*** Opening Supplied entries ***
//! JSDoc validation tags
//!
//! Reads `@minimum`, `@maximum`, `@minLength`, `@maxLength`, `@format`,
//! `@pattern` and `@default` out of a doc comment. Malformed values are
//! dropped silently; extraction never fails.

use lazy_static::lazy_static;
use log::debug;
use regex::Regex;
use serde_json::Value;
use std::fmt;
use std::str::FromStr;

lazy_static! {
    static ref TAG_RE: Regex = Regex::new(r"(?:^|\s)@([A-Za-z]+)").unwrap();
    static ref INTEGER_RE: Regex = Regex::new(r"^[+-]?\d+").unwrap();
}

/// String formats with a dedicated Zod check
#[derive(Debug, Clone, Copy, PartialEq, Eq)]
pub enum Format {
    Email,
    Uuid,
    Url,
}

impl Format {
    pub fn as_str(&self) -> &'static str {
        match self {
            Format::Email => "email",
            Format::Uuid => "uuid",
            Format::Url => "url",
        }
    }
}

impl FromStr for Format {
    type Err = ();

    fn from_str(s: &str) -> Result<Self, Self::Err> {
        match s {
            "email" => Ok(Format::Email),
            "uuid" => Ok(Format::Uuid),
            "url" => Ok(Format::Url),
            _ => Err(()),
        }
    }
}

impl fmt::Display for Format {
    fn fmt(&self, f: &mut fmt::Formatter<'_>) -> fmt::Result {
        f.write_str(self.as_str())
    }
}

/// Literal carried by a `@default` tag
#[derive(Debug, Clone, PartialEq)]
pub enum DefaultValue {
    Number(String),
    String(String),
    Boolean(bool),
    Null,
}

impl DefaultValue {
    /// JSON literals are taken as typed values, anything else as raw text
    fn parse(text: &str) -> Self {
        match serde_json::from_str::<Value>(text) {
            Ok(Value::Number(n)) => DefaultValue::Number(n.to_string()),
            Ok(Value::Bool(b)) => DefaultValue::Boolean(b),
            Ok(Value::String(s)) => DefaultValue::String(s),
            Ok(Value::Null) => DefaultValue::Null,
            _ => DefaultValue::String(text.to_string()),
        }
    }
}

/// Validation constraints recognised in one doc comment
#[derive(Debug, Clone, Default, PartialEq)]
pub struct JsDocTags {
    pub minimum: Option<String>,
    pub maximum: Option<String>,
    pub default: Option<DefaultValue>,
    pub min_length: Option<String>,
    pub max_length: Option<String>,
    pub format: Option<Format>,
    pub pattern: Option<String>,
}

impl JsDocTags {
    pub fn is_empty(&self) -> bool {
        *self == JsDocTags::default()
    }

    /// Same tags without the `@default` value
    pub fn without_default(&self) -> JsDocTags {
        JsDocTags {
            default: None,
            ..self.clone()
        }
    }
}

/// `parseInt` semantics: a leading signed integer, trailing text ignored.
/// The digits are kept as text so values past `i64` survive.
fn parse_integer(text: &str) -> Option<String> {
    let matched = INTEGER_RE.find(text)?.as_str();
    let (negative, digits) = match matched.strip_prefix('-') {
        Some(digits) => (true, digits),
        None => (false, matched.trim_start_matches('+')),
    };

    let digits = digits.trim_start_matches('0');
    Some(match (negative, digits.is_empty()) {
        (_, true) => "0".to_string(),
        (true, false) => format!("-{}", digits),
        (false, false) => digits.to_string(),
    })
}

/// Strip the leading ` * ` decoration from every line of a doc comment body
fn normalize(doc: &str) -> String {
    doc.lines()
        .map(|line| {
            let line = line.trim();
            line.strip_prefix('*').unwrap_or(line).trim()
        })
        .collect::<Vec<_>>()
        .join("\n")
}

/// Extract the recognised tags from a doc comment body (without `/**` `*/`)
pub fn parse_jsdoc_tags(doc: &str) -> JsDocTags {
    let text = normalize(doc);
    let mut tags = JsDocTags::default();

    let matches: Vec<_> = TAG_RE.captures_iter(&text).collect();
    for (i, captures) in matches.iter().enumerate() {
        let (whole, name) = match (captures.get(0), captures.get(1)) {
            (Some(whole), Some(name)) => (whole, name.as_str()),
            _ => continue,
        };
        let value_end = matches
            .get(i + 1)
            .and_then(|next| next.get(0))
            .map_or(text.len(), |next| next.start());
        let value = text[whole.end()..value_end].trim();

        apply_tag(&mut tags, name, value);
    }

    tags
}

fn apply_tag(tags: &mut JsDocTags, name: &str, value: &str) {
    match name {
        "minimum" | "maximum" | "minLength" | "maxLength" => {
            let parsed = match parse_integer(value) {
                Some(parsed) => parsed,
                None => {
                    debug!("Dropping @{} tag with non-numeric value {:?}", name, value);
                    return;
                }
            };
            match name {
                "minimum" => tags.minimum = Some(parsed),
                "maximum" => tags.maximum = Some(parsed),
                "minLength" => tags.min_length = Some(parsed),
                _ => tags.max_length = Some(parsed),
            }
        }
        "format" => match value.parse::<Format>() {
            Ok(format) => tags.format = Some(format),
            Err(()) => debug!("Dropping @format tag with unknown format {:?}", value),
        },
        "pattern" => {
            if value.is_empty() {
                debug!("Dropping empty @pattern tag");
            } else {
                tags.pattern = Some(value.to_string());
            }
        }
        "default" => {
            if value.is_empty() {
                debug!("Dropping empty @default tag");
            } else {
                tags.default = Some(DefaultValue::parse(value));
            }
        }
        _ => {}
    }
}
*** Closing Supplied entries ***
**Problem**
Using the entries above, quote each line verbatim from the first through the line that contains "use regex::Regex;".

**Task solution**
//! JSDoc validation tags
//!
//! Reads `@minimum`, `@maximum`, `@minLength`, `@maxLength`, `@format`,
//! `@pattern` and `@default` out of a doc comment. Malformed values are
//! dropped silently; extraction never fails.

use lazy_static::lazy_static;
use log::debug;
use regex::Regex;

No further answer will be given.